## WORK INSTRUCTION
In the listing below, find the line with "applies the TTL." and the line with "the session state.". Repeat those two lines and all lines between them exactly.

┌────────

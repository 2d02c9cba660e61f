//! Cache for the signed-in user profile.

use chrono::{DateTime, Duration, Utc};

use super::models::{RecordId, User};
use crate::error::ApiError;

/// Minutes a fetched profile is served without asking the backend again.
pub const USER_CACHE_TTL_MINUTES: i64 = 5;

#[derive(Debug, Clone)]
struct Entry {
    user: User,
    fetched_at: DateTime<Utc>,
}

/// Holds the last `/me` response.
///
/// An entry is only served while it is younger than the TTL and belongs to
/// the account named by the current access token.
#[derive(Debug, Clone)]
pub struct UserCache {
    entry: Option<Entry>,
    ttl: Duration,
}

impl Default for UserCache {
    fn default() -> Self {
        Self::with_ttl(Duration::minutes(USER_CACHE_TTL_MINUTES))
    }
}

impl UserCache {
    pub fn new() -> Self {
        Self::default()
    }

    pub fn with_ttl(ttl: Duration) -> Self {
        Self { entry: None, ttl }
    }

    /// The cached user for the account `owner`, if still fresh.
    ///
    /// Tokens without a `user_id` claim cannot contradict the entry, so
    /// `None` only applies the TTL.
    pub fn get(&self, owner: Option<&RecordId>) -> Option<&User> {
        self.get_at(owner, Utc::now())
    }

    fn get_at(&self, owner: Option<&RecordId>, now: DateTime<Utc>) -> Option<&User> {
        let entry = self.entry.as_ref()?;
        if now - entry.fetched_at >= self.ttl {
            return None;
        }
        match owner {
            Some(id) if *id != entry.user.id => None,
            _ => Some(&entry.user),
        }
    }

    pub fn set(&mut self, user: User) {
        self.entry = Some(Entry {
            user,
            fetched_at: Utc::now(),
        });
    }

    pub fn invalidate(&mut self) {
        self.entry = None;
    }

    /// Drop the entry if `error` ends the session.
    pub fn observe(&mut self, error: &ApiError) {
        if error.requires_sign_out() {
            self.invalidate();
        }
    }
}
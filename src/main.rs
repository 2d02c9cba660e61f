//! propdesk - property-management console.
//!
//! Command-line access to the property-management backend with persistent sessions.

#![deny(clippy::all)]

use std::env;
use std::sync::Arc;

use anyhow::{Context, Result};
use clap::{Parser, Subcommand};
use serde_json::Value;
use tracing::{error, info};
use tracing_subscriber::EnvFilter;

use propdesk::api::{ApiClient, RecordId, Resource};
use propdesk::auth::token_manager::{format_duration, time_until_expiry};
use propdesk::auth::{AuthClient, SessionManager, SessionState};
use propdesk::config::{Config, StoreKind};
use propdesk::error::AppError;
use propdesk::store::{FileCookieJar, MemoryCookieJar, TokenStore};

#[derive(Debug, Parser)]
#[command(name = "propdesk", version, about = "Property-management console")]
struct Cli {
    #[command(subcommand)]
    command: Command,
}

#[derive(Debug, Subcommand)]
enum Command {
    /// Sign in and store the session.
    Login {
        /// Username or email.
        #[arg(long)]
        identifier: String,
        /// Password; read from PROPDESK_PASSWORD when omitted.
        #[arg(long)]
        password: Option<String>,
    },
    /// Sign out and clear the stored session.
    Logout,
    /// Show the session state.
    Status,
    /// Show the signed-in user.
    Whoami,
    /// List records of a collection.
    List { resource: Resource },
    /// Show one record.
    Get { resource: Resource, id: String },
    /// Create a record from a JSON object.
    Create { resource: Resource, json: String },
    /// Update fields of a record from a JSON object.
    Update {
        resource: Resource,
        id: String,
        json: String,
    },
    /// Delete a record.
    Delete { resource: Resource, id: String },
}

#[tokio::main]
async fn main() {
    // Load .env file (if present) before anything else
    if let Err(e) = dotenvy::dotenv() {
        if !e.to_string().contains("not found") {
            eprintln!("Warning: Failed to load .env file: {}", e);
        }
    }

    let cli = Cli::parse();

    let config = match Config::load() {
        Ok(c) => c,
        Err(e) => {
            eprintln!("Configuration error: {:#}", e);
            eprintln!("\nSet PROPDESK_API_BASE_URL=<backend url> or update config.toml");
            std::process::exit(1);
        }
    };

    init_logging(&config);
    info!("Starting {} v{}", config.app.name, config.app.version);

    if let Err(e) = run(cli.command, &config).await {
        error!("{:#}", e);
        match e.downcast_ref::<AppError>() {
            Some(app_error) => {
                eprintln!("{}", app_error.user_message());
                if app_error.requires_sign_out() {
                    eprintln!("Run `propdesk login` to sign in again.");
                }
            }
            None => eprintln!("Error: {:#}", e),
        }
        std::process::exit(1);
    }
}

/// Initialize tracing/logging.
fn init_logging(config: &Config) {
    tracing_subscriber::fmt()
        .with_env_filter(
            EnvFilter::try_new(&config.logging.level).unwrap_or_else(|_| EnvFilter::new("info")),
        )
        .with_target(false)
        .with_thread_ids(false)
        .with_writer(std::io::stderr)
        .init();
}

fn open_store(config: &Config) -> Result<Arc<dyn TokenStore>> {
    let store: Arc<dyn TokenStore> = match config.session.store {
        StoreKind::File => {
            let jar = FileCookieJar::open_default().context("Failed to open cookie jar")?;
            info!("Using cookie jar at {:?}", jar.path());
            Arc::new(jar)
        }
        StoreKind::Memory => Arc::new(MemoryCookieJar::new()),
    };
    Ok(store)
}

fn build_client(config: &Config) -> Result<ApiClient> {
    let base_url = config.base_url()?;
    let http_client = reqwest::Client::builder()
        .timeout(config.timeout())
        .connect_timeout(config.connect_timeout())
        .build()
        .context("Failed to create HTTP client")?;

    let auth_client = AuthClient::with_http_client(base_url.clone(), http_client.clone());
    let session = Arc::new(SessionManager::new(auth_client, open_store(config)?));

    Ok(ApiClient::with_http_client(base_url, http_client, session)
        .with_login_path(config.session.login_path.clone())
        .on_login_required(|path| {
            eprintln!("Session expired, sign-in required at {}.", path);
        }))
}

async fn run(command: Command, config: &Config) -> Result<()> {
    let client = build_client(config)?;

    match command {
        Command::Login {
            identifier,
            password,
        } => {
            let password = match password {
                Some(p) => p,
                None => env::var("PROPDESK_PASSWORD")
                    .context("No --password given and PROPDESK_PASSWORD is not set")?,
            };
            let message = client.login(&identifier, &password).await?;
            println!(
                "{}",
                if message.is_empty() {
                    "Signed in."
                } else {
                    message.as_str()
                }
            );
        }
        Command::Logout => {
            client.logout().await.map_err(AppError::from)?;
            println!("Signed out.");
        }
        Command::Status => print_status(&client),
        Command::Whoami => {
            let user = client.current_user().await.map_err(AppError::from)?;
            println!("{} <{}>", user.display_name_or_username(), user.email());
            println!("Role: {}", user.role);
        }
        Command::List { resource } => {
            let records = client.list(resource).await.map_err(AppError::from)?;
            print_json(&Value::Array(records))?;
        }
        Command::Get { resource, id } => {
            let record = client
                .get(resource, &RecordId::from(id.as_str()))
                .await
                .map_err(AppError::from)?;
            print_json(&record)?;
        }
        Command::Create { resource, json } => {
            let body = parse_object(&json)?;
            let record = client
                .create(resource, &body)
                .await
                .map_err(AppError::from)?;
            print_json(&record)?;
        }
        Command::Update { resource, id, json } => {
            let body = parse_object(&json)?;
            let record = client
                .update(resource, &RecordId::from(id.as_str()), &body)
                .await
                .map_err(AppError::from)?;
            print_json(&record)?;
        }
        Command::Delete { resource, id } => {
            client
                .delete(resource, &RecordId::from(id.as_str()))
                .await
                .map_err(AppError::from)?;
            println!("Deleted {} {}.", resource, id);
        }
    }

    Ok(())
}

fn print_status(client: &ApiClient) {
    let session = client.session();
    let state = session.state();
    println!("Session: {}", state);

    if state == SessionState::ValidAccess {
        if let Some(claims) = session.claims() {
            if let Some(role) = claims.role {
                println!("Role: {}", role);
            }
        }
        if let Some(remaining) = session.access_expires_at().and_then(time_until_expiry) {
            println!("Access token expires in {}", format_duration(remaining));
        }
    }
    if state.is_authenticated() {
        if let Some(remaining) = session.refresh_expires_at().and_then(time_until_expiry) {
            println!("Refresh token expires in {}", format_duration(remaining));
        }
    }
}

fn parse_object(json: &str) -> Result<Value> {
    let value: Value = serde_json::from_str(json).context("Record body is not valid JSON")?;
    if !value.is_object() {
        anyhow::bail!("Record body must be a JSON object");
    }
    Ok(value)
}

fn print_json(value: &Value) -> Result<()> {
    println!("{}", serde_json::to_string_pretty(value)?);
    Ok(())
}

└────────

## OUTPUT FOR THIS EXERCISE
    /// `None` only applies the TTL.
    pub fn get(&self, owner: Option<&RecordId>) -> Option<&User> {
        self.get_at(owner, Utc::now())
    }

    fn get_at(&self, owner: Option<&RecordId>, now: DateTime<Utc>) -> Option<&User> {
        let entry = self.entry.as_ref()?;
        if now - entry.fetched_at >= self.ttl {
            return None;
        }
        match owner {
            Some(id) if *id != entry.user.id => None,
            _ => Some(&entry.user),
        }
    }

    pub fn set(&mut self, user: User) {
        self.entry = Some(Entry {
            user,
            fetched_at: Utc::now(),
        });
    }

    pub fn invalidate(&mut self) {
        self.entry = None;
    }

    /// Drop the entry if `error` ends the session.
    pub fn observe(&mut self, error: &ApiError) {
        if error.requires_sign_out() {
            self.invalidate();
        }
    }
}
filename src/main.rs
repository 2d02c9cba660e61f
//! propdesk - property-management console.
//!
//! Command-line access to the property-management backend with persistent sessions.

#![deny(clippy::all)]

use std::env;
use std::sync::Arc;

use anyhow::{Context, Result};
use clap::{Parser, Subcommand};
use serde_json::Value;
use tracing::{error, info};
use tracing_subscriber::EnvFilter;

use propdesk::api::{ApiClient, RecordId, Resource};
use propdesk::auth::token_manager::{format_duration, time_until_expiry};
use propdesk::auth::{AuthClient, SessionManager, SessionState};
use propdesk::config::{Config, StoreKind};
use propdesk::error::AppError;
use propdesk::store::{FileCookieJar, MemoryCookieJar, TokenStore};

#[derive(Debug, Parser)]
#[command(name = "propdesk", version, about = "Property-management console")]
struct Cli {
    #[command(subcommand)]
    command: Command,
}

#[derive(Debug, Subcommand)]
enum Command {
    /// Sign in and store the session.
    Login {
        /// Username or email.
        #[arg(long)]
        identifier: String,
        /// Password; read from PROPDESK_PASSWORD when omitted.
        #[arg(long)]
        password: Option<String>,
    },
    /// Sign out and clear the stored session.
    Logout,
    /// Show the session state.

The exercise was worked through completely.